For decades the vehicle identification number on cars was different for every manufacturer. Some of them included factory location, model information, engine and transmission options, body style, etc, as well as dates and a serial number. Others were just a running number of what came down the assembly line or stamped as it rolled out of the factory.
In regulating safety and smog standards, the National Highway Traffic Safety Administration (NHTSA) standardized the VIN for all cars to be sold in the United States. Now, for all cars sold in the 1981 and later model years, you can look at the 17 digit VIN and discover many things about the car, like exactly when and where it rolled out of the factory. Most car, truck, and motorcycle companies worldwide use a NHTSA standard 17 digit VIN following the dictates of the American Society of Automotive Engineers, even if they don't sell cars here.
The first three positions are the World Manufacturer Identifier (WMI), with each country and company assigned a code. Additionally, the third digit is sometimes used internally to separate different divisions, like Chevrolet cars (1G1) from Pontiac cars (1G2), or Chevrolet trucks (1GC) from GMC trucks (1GT). You can use this number to see if your Toyota came from the NUMMI plant in California (1NX), the US truck plant in Texas (5T), one of the other Toyota US plants (4T), or all the way from Japan (JT).

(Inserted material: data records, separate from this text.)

//! Raw TOML configuration data types
//!
//! These structs represent the exact structure of the TOML config file.
//! They are deserialized directly and use domain types where appropriate.

mod logging;
mod output;
mod pipeline;
mod translation;

pub use logging::FileLoggingConfig;
pub use output::{FileOutputConfig, FileOutputFormat};
pub use pipeline::FilePipelineConfig;
pub use translation::{
    DetectionMethod, FileCacheConfig, FileDetectionConfig, FileTranslationConfig,
    TranslationBackendKind,
};

use serde::{Deserialize, Serialize};
use thiserror::Error;

/// Configuration validation errors
#[derive(Debug, Clone, PartialEq, Error)]
pub enum ConfigValidationError {
    #[error("{0} cannot be 0")]
    ZeroTimeout(&'static str),

    #[error("pipeline.min_route_confidence must be within [0, 1], got {0}")]
    ConfidenceOutOfRange(f64),

    #[error("pipeline.working_language cannot be empty")]
    EmptyWorkingLanguage,

    #[error("{field}: invalid language code '{value}'")]
    InvalidLanguage { field: &'static str, value: String },

    #[error("translation.url is required for the libretranslate backend")]
    MissingTranslationUrl,

    #[error("translation.cache_max_entries cannot be 0")]
    ZeroCacheCapacity,
}

/// Complete file configuration (raw TOML structure)
#[derive(Debug, Clone, Default, PartialEq, Serialize, Deserialize)]
#[serde(default)]
pub struct FileConfig {
    /// Pipeline knobs
    pub pipeline: FilePipelineConfig,
    /// Translation backend and cache
    pub translation: FileTranslationConfig,
    /// Language detection
    pub detection: FileDetectionConfig,
    /// Query cache
    pub cache: FileCacheConfig,
    /// Output settings
    pub output: FileOutputConfig,
    /// Diagnostic log and transcript
    pub logging: FileLoggingConfig,
}

impl FileConfig {
    /// Validate the entire configuration, returning all detected issues.
    pub fn validate(&self) -> Vec<ConfigValidationError> {
        let mut issues = self.pipeline.issues();

        if self.translation.backend == TranslationBackendKind::LibreTranslate
            && self
                .translation
                .url
                .as_deref()
                .is_none_or(|url| url.trim().is_empty())
        {
            issues.push(ConfigValidationError::MissingTranslationUrl);
        }
        if self.translation.cache_max_entries == 0 {
            issues.push(ConfigValidationError::ZeroCacheCapacity);
        }

        issues
    }
}
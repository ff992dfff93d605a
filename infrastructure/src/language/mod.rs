//! Language detector adapters

mod backend_detector;
mod script_detector;

pub use backend_detector::BackendLanguageDetector;
pub use script_detector::ScriptLanguageDetector;
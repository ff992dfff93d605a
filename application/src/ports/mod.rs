//! Port definitions (interfaces for external dependencies)
//!
//! Ports define the boundaries between the application layer and
//! infrastructure. Adapters in the infrastructure layer implement them.

pub mod agent;
pub mod conversation_logger;
pub mod language;
pub mod progress;
pub mod store;
pub mod translation;
impl HandleQueryUseCase {
    pub fn new(
        classifier: Arc<IntentClassifier>,
        detector: Arc<dyn LanguageDetector>,
        translator: Arc<Translator>,
        registry: Arc<AgentRegistry>,
    ) -> Self {
        let config = PipelineConfig::default();
        Self {
            router: build_router(&registry, &config),
            synthesizer: ResponseSynthesizer::new(registry.clone(), translator.clone()),
            classifier,
            extractor: ParameterExtractor::new(),
            detector,
            translator,
            registry,
            query_cache: None,
            logger: Arc::new(NoConversationLogger),
            config,
        }
    }

    pub fn with_config(mut self, config: PipelineConfig) -> Self {
        self.router = build_router(&self.registry, &config);
        self.config = config;
        self
    }

    /// Store used for response memoization
    pub fn with_query_cache(mut self, cache: Arc<dyn KeyValueStore>) -> Self {
        self.query_cache = Some(cache);
        self
    }

    pub fn with_conversation_logger(mut self, logger: Arc<dyn ConversationLogger>) -> Self {
        self.logger = logger;
        self
    }

    pub fn config(&self) -> &PipelineConfig {
        &self.config
    }

    pub fn classifier_mode(&self) -> ClassifierMode {
        self.classifier.mode()
    }

    /// Answer `text` with `context`; never fails.
    ///
    /// An empty registry yields a "service unavailable" response in the
    /// caller's language.
    pub async fn handle_query(&self, text: &str, context: Context) -> Response {
        self.handle_query_with_progress(text, context, &NoProgress).await
    }

    pub async fn handle_query_with_progress(
        &self,
        text: &str,
        context: Context,
        progress: &dyn ProgressNotifier,
    ) -> Response {
        let query = Query::with_context(text, context);
        match self.execute_with_progress(&query, progress).await {
            Ok(response) => response,
            Err(HandleQueryError::NoAgents { language }) => {
                warn!("Query rejected: agent registry is empty");
                let answer = self.synthesizer.localize(UNAVAILABLE_ANSWER, &language).await;
                let response =
                    Response::unavailable(language, "no agents registered", answer.text);
                progress.on_finished();
                response
            }
        }
    }

    /// Execute the use case with default (no-op) progress
    pub async fn execute(&self, query: &Query) -> Result<Response, HandleQueryError> {
        self.execute_with_progress(query, &NoProgress).await
    }

    /// Execute the use case with progress callbacks
    pub async fn execute_with_progress(
        &self,
        query: &Query,
        progress: &dyn ProgressNotifier,
    ) -> Result<Response, HandleQueryError> {
        let text = query.text();
        let context = query.context();

        self.logger.log(ConversationEvent::new(
            QUERY_RECEIVED,
            json!({"text": text, "context": context}),
        ));

        if let Some(cached) = self.memoized(query) {
            info!("Serving memoized response");
            self.logger
                .log(ConversationEvent::new(RESPONSE, response_event(&cached, true)));
            progress.on_finished();
            return Ok(cached);
        }

        let mut warnings = Vec::new();

        // Detect
        progress.on_stage_start(Stage::Detect);
        let (language, detect_degraded) = self.detect_language(text, &mut warnings).await;
        progress.on_stage_complete(Stage::Detect, detect_degraded);

        if self.registry.is_empty() {
            return Err(HandleQueryError::NoAgents { language });
        }

        // Translate in
        progress.on_stage_start(Stage::TranslateIn);
        let incoming = self.translator.to_working_language(text, &language).await;
        if incoming.is_degraded() {
            warnings.push(format!(
                "Query could not be translated from '{}'; it was processed as written",
                language
            ));
        }
        progress.on_stage_complete(Stage::TranslateIn, incoming.is_degraded());
        let working_text = incoming.text;

        // Classify
        progress.on_stage_start(Stage::Classify);
        let (classified, classifier_error) = self.classifier.classify_traced(&working_text, context);
        if let Some(e) = &classifier_error {
            warn!("Intent model failed, switching to keyword fallback: {}", e);
            warnings.push(format!("Intent model unavailable ({}); keyword fallback used", e));
        }
        let classify_degraded = self.classifier.mode() == ClassifierMode::Fallback;
        progress.on_stage_complete(Stage::Classify, classify_degraded);
        info!(
            intent = %classified.intent,
            confidence = classified.confidence,
            mode = self.classifier.mode().as_str(),
            "Intent classified"
        );
        self.logger.log(ConversationEvent::new(
            INTENT_CLASSIFIED,
            json!({
                "intent": classified.intent,
                "confidence": classified.confidence,
                "mode": self.classifier.mode().as_str(),
                "language": language,
            }),
        ));

        // Extract
        progress.on_stage_start(Stage::Extract);
        let parameters = self
            .extractor
            .extract(&working_text, classified.intent, context);
        debug!(count = parameters.len(), "Parameters extracted");
        progress.on_stage_complete(Stage::Extract, false);

        // Route
        progress.on_stage_start(Stage::Route);
        let outcome = self
            .router
            .route(classified, &working_text, &parameters, context)
            .await;
        if outcome.via_general_handler {
            warnings.push("No agent matched the request; answered by the general handler".to_string());
        }
        progress.on_stage_complete(Stage::Route, !outcome.result.is_success());
        self.logger
            .log(ConversationEvent::new(AGENT_RESULT, agent_event(&outcome)));

        // Synthesize + translate out
        progress.on_stage_start(Stage::Synthesize);
        let synthesized = self
            .synthesizer
            .synthesize(
                &outcome.result,
                classified.intent,
                outcome.agent_used,
                context,
                &language,
            )
            .await;
        debug!("English answer: {}", preview(&synthesized.english, 120));
        progress.on_stage_complete(Stage::Synthesize, false);

        progress.on_stage_start(Stage::TranslateOut);
        let answer = synthesized.localized;
        if answer.is_degraded() {
            warnings.push(format!(
                "Answer could not be translated to '{}'; returned in '{}'",
                language,
                self.translator.working_language()
            ));
        }
        progress.on_stage_complete(Stage::TranslateOut, answer.is_degraded());
        if matches!(answer.status, TranslationStatus::Translated) {
            debug!(language = %language, "Answer translated");
        }

        let RouteOutcome {
            result, agent_used, ..
        } = outcome;
        let response = Response {
            language,
            intent: classified.intent,
            confidence: classified.confidence,
            agent_used,
            success: result.is_success(),
            error: result.error_text(),
            result,
            answer: answer.text,
            parameters,
            warnings,
        };

        self.memoize(query, &response);
        self.logger
            .log(ConversationEvent::new(RESPONSE, response_event(&response, false)));
        progress.on_finished();

        info!(
            intent = %response.intent,
            agent = response.agent_used.map(|a| a.as_str()).unwrap_or("none"),
            success = response.success,
            "Query answered: {}",
            preview(&response.answer, 80)
        );
        Ok(response)
    }

    /// Empty the translation cache and the query cache
    pub fn clear_cache(&self) {
        self.translator.clear_cache();
        let Some(cache) = &self.query_cache else {
            return;
        };
        if let Err(e) = cache.clear() {
            warn!("Failed to clear query cache: {}", e);
        }
    }

    async fn detect_language(&self, text: &str, warnings: &mut Vec<String>) -> (LanguageCode, bool) {
        let default = self.config.default_language.clone();
        if text.trim().is_empty() {
            return (default, false);
        }
        match self.detector.detect(text).await {
            Ok(language) => {
                debug!(language = %language, "Language detected");
                (language, false)
            }
            Err(e) => {
                debug!("Language detection failed, using '{}': {}", default, e);
                warnings.push(format!(
                    "Language could not be detected; assuming '{}'",
                    default
                ));
                (default, true)
            }
        }
    }

    fn memoized(&self, query: &Query) -> Option<Response> {
        if !self.config.memoize_responses {
            return None;
        }
        let cache = self.query_cache.as_ref()?;
        let key = response_cache_key(query.text(), query.context());
        let entry = match cache.read(&key) {
            Ok(entry) => entry?,
            Err(e) => {
                warn!("Query cache read failed, treating as miss: {}", e);
                return None;
            }
        };
        let stored = entry.get("response")?.clone();
        match serde_json::from_value(stored) {
            Ok(response) => Some(response),
            Err(e) => {
                warn!("Ignoring unreadable memoized response: {}", e);
                None
            }
        }
    }

    fn memoize(&self, query: &Query, response: &Response) {
        if !self.config.memoize_responses {
            return;
        }
        let Some(cache) = &self.query_cache else {
            return;
        };
        let value = match serde_json::to_value(response) {
            Ok(value) => value,
            Err(e) => {
                warn!("Response not memoized: {}", e);
                return;
            }
        };
        let entry = json!({
            "stored_at": chrono::Utc::now().to_rfc3339(),
            "response": value,
        });
        let key = response_cache_key(query.text(), query.context());
        if let Err(e) = cache.write(&key, entry) {
            warn!("Query cache write dropped: {}", e);
        }
    }
}
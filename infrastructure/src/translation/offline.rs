//! Backend used when no translation service is configured

use async_trait::async_trait;
use demeter_application::ports::translation::{TranslationBackend, TranslationError};
use demeter_domain::LanguageCode;
use std::collections::BTreeMap;

const REASON: &str = "offline: no translation service configured";

/// Refuses every call, so the pipeline keeps original texts.
#[derive(Debug, Clone, Copy, Default)]
pub struct OfflineBackend;

#[async_trait]
impl TranslationBackend for OfflineBackend {
    fn name(&self) -> &str {
        "offline"
    }

    async fn translate(
        &self,
        _text: &str,
        _target: &LanguageCode,
        _source: &LanguageCode,
    ) -> Result<String, TranslationError> {
        Err(TranslationError::Unavailable(REASON.to_string()))
    }

    async fn detect_language(&self, _text: &str) -> Result<LanguageCode, TranslationError> {
        Err(TranslationError::Unavailable(REASON.to_string()))
    }

    async fn supported_languages(&self) -> Result<BTreeMap<String, String>, TranslationError> {
        Err(TranslationError::Unavailable(REASON.to_string()))
    }
}
//! Configuration value objects shared across layers

mod output_format;

pub use output_format::OutputFormat;
//! Domain layer for demeter
//!
//! Pure logic with no I/O: the intent set and its two-tier classifier,
//! parameter extraction, agent identities and tagged results, the shared
//! model-or-heuristic predictor, response templates and pipeline stages.
//!
//! # Core Concepts
//!
//! ## Working language
//!
//! Classification, extraction and agents always operate on English text.
//! Translation to and from the caller's language happens around them.
//!
//! ## Fail-soft
//!
//! Every component degrades instead of aborting: the classifier falls back
//! to keyword scoring, extraction omits what it cannot find, and agent
//! failures become [`AgentResult::Failure`] values.

pub mod agent;
pub mod config;
pub mod core;
pub mod intent;
pub mod orchestration;
pub mod parameters;
pub mod response;
pub mod util;

// Re-export commonly used types
pub use agent::{
    entities::{AgentKind, AgentPayload},
    predictor::{InferenceModel, ModelError, Prediction, PredictionSource, Predictor, RuleSet},
    result::{AgentResult, FailureKind},
};
pub use config::OutputFormat;
pub use core::{
    error::DomainError,
    language::{LanguageCode, SUPPORTED_LANGUAGES},
    query::{Context, Query, is_present, number_of},
};
pub use intent::{
    classifier::{ClassifierError, ClassifierMode, IntentClassifier},
    entities::{ClassifiedIntent, Intent},
};
pub use orchestration::stage::Stage;
pub use parameters::{
    extractor::ParameterExtractor,
    value_objects::{ExtractedParameters, Timeframe},
};
pub use response::{entities::Response, template::ResponseTemplate};
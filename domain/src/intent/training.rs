//! Built-in labelled examples the text model is fitted on at startup.

use super::entities::Intent;

/// Labelled example set, one entry per classifiable intent.
pub fn builtin_examples() -> Vec<(Intent, &'static [&'static str])> {
    vec![
        (Intent::CropRecommendation, CROP_RECOMMENDATION),
        (Intent::MarketYield, MARKET_YIELD),
        (Intent::RiskAssessment, RISK_ASSESSMENT),
        (Intent::PestDetection, PEST_DETECTION),
        (Intent::FinanceAgent, FINANCE_AGENT),
    ]
}

const CROP_RECOMMENDATION: &[&str] = &[
    "What crop should I plant?",
    "Which crop is best for my soil?",
    "Recommend a crop for sandy soil",
    "What to grow in acidic soil?",
    "Best crop for high humidity area",
    "Crop recommendation for pH 6.5",
    "What should I plant this season?",
    "Which crop gives good yield in my climate?",
    "Suggest crops for nitrogen rich soil",
    "What crop is suitable for 25°C temperature?",
    // soil
    "My soil has high nitrogen, what to plant?",
    "Low phosphorus soil crop suggestions",
    "Potassium deficient soil recommendations",
    "Clay soil best crops",
    "Sandy loam soil crop options",
    "Alkaline soil suitable crops",
    "Waterlogged soil crop choices",
    "Drought resistant crop suggestions",
    // climate
    "Crops for tropical climate",
    "Cold weather crop recommendations",
    "Monsoon season planting advice",
    "Summer crop suggestions",
    "Winter farming options",
    "High rainfall area crops",
    "Low water requirement crops",
    "Heat tolerant crop varieties",
    // farm conditions
    "Crops for small farm",
    "High profit margin crops",
    "Quick growing crop options",
    "Organic farming crop suggestions",
    "Intercropping recommendations",
    "Crop rotation suggestions",
    "First time farmer crop advice",
    "Sustainable farming crops",
];

const MARKET_YIELD: &[&str] = &[
    "What will be the price of wheat next month?",
    "Predict rice prices for this season",
    "Market forecast for corn",
    "Expected price trends for soybeans",
    "Will tomato prices increase?",
    "Price analysis for cotton",
    "Market outlook for sugarcane",
    "Commodity price predictions",
    // yield
    "How much yield can I expect?",
    "Predict my crop yield",
    "Expected harvest from 5 acres",
    "Yield forecast for wheat",
    "Production estimate for rice",
    "Harvest prediction for corn",
    "Expected output per hectare",
    "Crop productivity analysis",
    // market analysis
    "Market demand for vegetables",
    "Supply chain analysis",
    "Best time to sell crops",
    "Market trends for fruits",
    "Export opportunities for grains",
    "Local market prices",
    "Wholesale vs retail pricing",
    "Seasonal price variations",
    // economics
    "Profit margin analysis",
    "Cost-benefit of growing wheat",
    "Return on investment for farming",
    "Break-even analysis for crops",
    "Financial planning for harvest",
    "Revenue projections",
    "Market value assessment",
    "Economic viability study",
];

const RISK_ASSESSMENT: &[&str] = &[
    "What are the weather risks for my crop?",
    "Drought risk assessment",
    "Flood probability this season",
    "Climate change impact on farming",
    "Weather forecast for farming",
    "Risk of extreme temperatures",
    "Monsoon delay effects",
    "Heatwave impact on crops",
    // environment
    "Soil erosion risk factors",
    "Water scarcity assessment",
    "Pollution impact on crops",
    "Air quality effects on farming",
    "Groundwater depletion risks",
    "Salinity risk in soil",
    "Contamination assessment",
    "Environmental hazards",
    // agriculture
    "Crop failure probability",
    "Pest outbreak risk",
    "Disease spread likelihood",
    "Market volatility risks",
    "Supply chain disruptions",
    "Input cost fluctuations",
    "Labor shortage risks",
    "Technology adoption risks",
    // mitigation
    "Crop insurance recommendations",
    "Risk mitigation strategies",
    "Disaster preparedness for farms",
    "Emergency response planning",
    "Risk management techniques",
    "Preventive measures for crops",
    "Safety protocols for farming",
    "Contingency planning advice",
];

const PEST_DETECTION: &[&str] = &[
    "What pest is this?",
    "Identify this bug on my plant",
    "What's eating my crops?",
    "Pest identification help",
    "Bug recognition service",
    "Insect classification",
    "Parasite detection",
    "Harmful pest identification",
    // disease
    "What disease does my plant have?",
    "Identify plant disease",
    "Crop disease diagnosis",
    "Fungal infection identification",
    "Bacterial disease detection",
    "Viral disease symptoms",
    "Plant pathology help",
    "Disease classification service",
    // damage
    "Assess crop damage",
    "Evaluate pest damage",
    "Disease severity analysis",
    "Infestation level assessment",
    "Crop health evaluation",
    "Plant condition analysis",
    "Damage extent estimation",
    "Health status check",
    // treatment
    "How to treat this pest?",
    "Pesticide recommendations",
    "Organic pest control methods",
    "Disease treatment options",
    "Integrated pest management",
    "Biological control agents",
    "Chemical treatment advice",
    "Prevention strategies",
];

const FINANCE_AGENT: &[&str] = &[
    "Farm loan requirements",
    "Agricultural credit options",
    "Subsidy information",
    "Government schemes for farmers",
    "Investment planning for agriculture",
    "Financial assistance programs",
    "Crop insurance details",
    "Banking services for farmers",
    // costs
    "Farming cost estimation",
    "Input cost calculation",
    "Operational expense planning",
    "Budget preparation for crops",
    "Cost optimization strategies",
    "Expense tracking methods",
    "Financial record keeping",
    "Accounting for agriculture",
    // revenue
    "Income maximization strategies",
    "Value addition opportunities",
    "Direct marketing options",
    "Cooperative farming benefits",
    "Contract farming details",
    "Export market access",
    "Processing unit setup",
    "Agribusiness opportunities",
];

#[cfg(test)]
mod tests {
    use super::*;

    #[test]
    fn test_every_classifiable_intent_has_examples() {
        let examples = builtin_examples();
        assert_eq!(examples.len(), Intent::CLASSIFIABLE.len());
        for (intent, (labelled, texts)) in Intent::CLASSIFIABLE.iter().zip(&examples) {
            assert_eq!(intent, labelled);
            assert!(texts.len() >= 24);
        }
    }
}
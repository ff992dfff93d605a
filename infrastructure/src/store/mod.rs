//! Persistent key-value stores

mod json_store;

pub use json_store::JsonFileStore;
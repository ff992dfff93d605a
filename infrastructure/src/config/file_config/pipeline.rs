//! Pipeline configuration from TOML (`[pipeline]` section)

use demeter_application::PipelineConfig;
use demeter_domain::LanguageCode;
use serde::{Deserialize, Serialize};
use std::time::Duration;

use super::ConfigValidationError;

/// Raw pipeline configuration from TOML
#[derive(Debug, Clone, PartialEq, Serialize, Deserialize)]
#[serde(default)]
pub struct FilePipelineConfig {
    /// Language classification and agents operate in
    pub working_language: String,
    /// Language assumed when detection fails
    pub default_language: String,
    /// Non-crop intents below this confidence go to the general handler
    pub min_route_confidence: f64,
    pub agent_timeout_seconds: u64,
    pub translation_timeout_seconds: u64,
    /// Serve identical repeat queries from the query cache
    pub memoize_responses: bool,
}

impl Default for FilePipelineConfig {
    fn default() -> Self {
        let defaults = PipelineConfig::default();
        Self {
            working_language: defaults.working_language.to_string(),
            default_language: defaults.default_language.to_string(),
            min_route_confidence: defaults.min_route_confidence,
            agent_timeout_seconds: defaults.agent_timeout.as_secs(),
            translation_timeout_seconds: defaults.translation_timeout.as_secs(),
            memoize_responses: defaults.memoize_responses,
        }
    }
}

impl FilePipelineConfig {
    pub(super) fn issues(&self) -> Vec<ConfigValidationError> {
        let mut issues = Vec::new();
        if self.working_language.trim().is_empty() {
            issues.push(ConfigValidationError::EmptyWorkingLanguage);
        } else if self.working_language.parse::<LanguageCode>().is_err() {
            issues.push(ConfigValidationError::InvalidLanguage {
                field: "pipeline.working_language",
                value: self.working_language.clone(),
            });
        }
        if self.default_language.parse::<LanguageCode>().is_err() {
            issues.push(ConfigValidationError::InvalidLanguage {
                field: "pipeline.default_language",
                value: self.default_language.clone(),
            });
        }
        if !(0.0..=1.0).contains(&self.min_route_confidence) {
            issues.push(ConfigValidationError::ConfidenceOutOfRange(
                self.min_route_confidence,
            ));
        }
        if self.agent_timeout_seconds == 0 {
            issues.push(ConfigValidationError::ZeroTimeout("pipeline.agent_timeout_seconds"));
        }
        if self.translation_timeout_seconds == 0 {
            issues.push(ConfigValidationError::ZeroTimeout(
                "pipeline.translation_timeout_seconds",
            ));
        }
        issues
    }

    /// Convert to the application-level config.
    ///
    /// Unparseable languages keep the built-in defaults; `validate` reports them.
    pub fn to_pipeline_config(&self) -> PipelineConfig {
        let mut config = PipelineConfig::default()
            .with_min_route_confidence(self.min_route_confidence)
            .with_agent_timeout(Duration::from_secs(self.agent_timeout_seconds))
            .with_translation_timeout(Duration::from_secs(self.translation_timeout_seconds))
            .with_memoize_responses(self.memoize_responses);
        if let Ok(language) = self.working_language.parse() {
            config = config.with_working_language(language);
        }
        if let Ok(language) = self.default_language.parse() {
            config = config.with_default_language(language);
        }
        config
    }
}

#[cfg(test)]
mod tests {
    use super::*;

    #[test]
    fn test_defaults_match_application_defaults() {
        let config = FilePipelineConfig::default().to_pipeline_config();
        assert_eq!(config, PipelineConfig::default());
    }

    #[test]
    fn test_conversion() {
        let file = FilePipelineConfig {
            default_language: "hi".to_string(),
            agent_timeout_seconds: 5,
            memoize_responses: true,
            ..Default::default()
        };
        let config = file.to_pipeline_config();
        assert_eq!(config.default_language.as_str(), "hi");
        assert_eq!(config.agent_timeout, Duration::from_secs(5));
        assert!(config.memoize_responses);
    }
}
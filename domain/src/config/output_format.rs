use crate::core::error::DomainError;
use serde::{Deserialize, Serialize};
use std::fmt;
use std::str::FromStr;

/// How a [`Response`](crate::Response) is shown to the caller
#[derive(Debug, Clone, Copy, PartialEq, Eq, Default, Serialize, Deserialize)]
#[serde(rename_all = "lowercase")]
pub enum OutputFormat {
    /// Only the answer text (default)
    #[default]
    Answer,
    /// Answer plus intent, agent, parameters and warnings
    Full,
    /// The whole response as JSON
    Json,
}

impl OutputFormat {
    pub fn as_str(&self) -> &'static str {
        match self {
            OutputFormat::Answer => "answer",
            OutputFormat::Full => "full",
            OutputFormat::Json => "json",
        }
    }
}

impl fmt::Display for OutputFormat {
    fn fmt(&self, f: &mut fmt::Formatter<'_>) -> fmt::Result {
        f.write_str(self.as_str())
    }
}

impl FromStr for OutputFormat {
    type Err = DomainError;

    fn from_str(s: &str) -> Result<Self, Self::Err> {
        match s.trim().to_lowercase().as_str() {
            "answer" => Ok(OutputFormat::Answer),
            "full" => Ok(OutputFormat::Full),
            "json" => Ok(OutputFormat::Json),
            other => Err(DomainError::UnknownOutputFormat(other.to_string())),
        }
    }
}

#[cfg(test)]
mod tests {
    use super::*;

    #[test]
    fn test_default_is_answer() {
        assert_eq!(OutputFormat::default(), OutputFormat::Answer);
    }

    #[test]
    fn test_serde_lowercase() {
        assert_eq!(serde_json::to_string(&OutputFormat::Full).unwrap(), "\"full\"");
        let format: OutputFormat = serde_json::from_str("\"json\"").unwrap();
        assert_eq!(format, OutputFormat::Json);
    }

    #[test]
    fn test_parse() {
        assert_eq!("JSON".parse::<OutputFormat>().unwrap(), OutputFormat::Json);
        assert!("synthesis".parse::<OutputFormat>().is_err());
    }
}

To alleviate confusion, the letters I, O, and Q are never used in a VIN, but the numbers 1 and 0 can be. The letters A-H are assigned as African WMI. The letters J-R are all used in Asia. All cars manufactured in Europe start with S-Z. North America gets the numbers 1-5. The small island nations of Oceania (including Australia and New Zealand) use numbers 6 and 7. While all of South America uses 8 and 9.
The next five positions are the Vehicle Descriptor Section (VDS), which is where you will find information about what vehicle platform was used, engine installed, body style fitted, etc. Once you learn a thing or two about particular brands and models, this section can make sorting online searches quicker and easier. With eBay and Craigslist sellers listing the VIN on more and more ads, it only takes a few seconds to tell a V8 powered car from a four cylinder, and a crew cab from an extended cab, from the VIN.
The ninth position is also a check digit, which allows you to verify the authenticity of the VIN, or at least verify that it is legitimate. The system involves a lot of simple math, but it is not a simple process. You can find VIN check digit programs online, or read how to do it yourself here.
The next eight number or letters are the Vehicle Identifier Section (VIS), used to identify your specific vehicle, including model year, plant, options, production number, etc., and they vary by manufacturer. The last six digits are your car’s unique production number.
The tenth digit is always used to identify the model year, with the letter A designating 1980 and Y being 2000 (again skipping I, O, and Q, as well as U and Z), then 2001 through 2009 using the last number of the year. With 2010 it began all over again with A and will reuse A again in 2040. It isn’t likely that you will confuse a 1980 with a 2000 model year vehicle, but to keep registration records straight (so two cars with the same VIN don’t exist in DMV records) all of the earlier cars use a number in the 7th position, while after 2010 the 7th position must be a letter. Buses, heavy trucks, trailers, and motorcycles can actually repeat VIN numbers now, but it is not very likely to happen.
The 11th digit is used to identify the actual factory your car was made, in the event that the manufacturer has several assembly lines building them. This is very important to know in case of recalls for manufacturing defects. Sometimes a batch of parts used in one factory can be traced to causing all the problems, but the same vehicle made at a different factory on the same day is fine.
You can find plenty of information online about your car via a VIN decoder site.
The easiest place to look for the VIN is somewhere on the dashboard, typically visible through the windshield from outside. This is so police writing parking tickets can identify the car, whether you have license plates on it or not.
The next easiest place you can typically find it is on a sticker on the door jam. Most cars have it on the door frame on the driver side, along with proper tire inflation information and other data. Occasionally you will find it on the passenger side door though.
Under the hood, you can also typically find it in one of several places. Sometimes there is a sticker with emissions information near the radiator that also includes the VIN. Other times it is up on the firewall near the windshield. Finally, on some cars, there is a VIN stamped into the motor, or on a plate attached to it.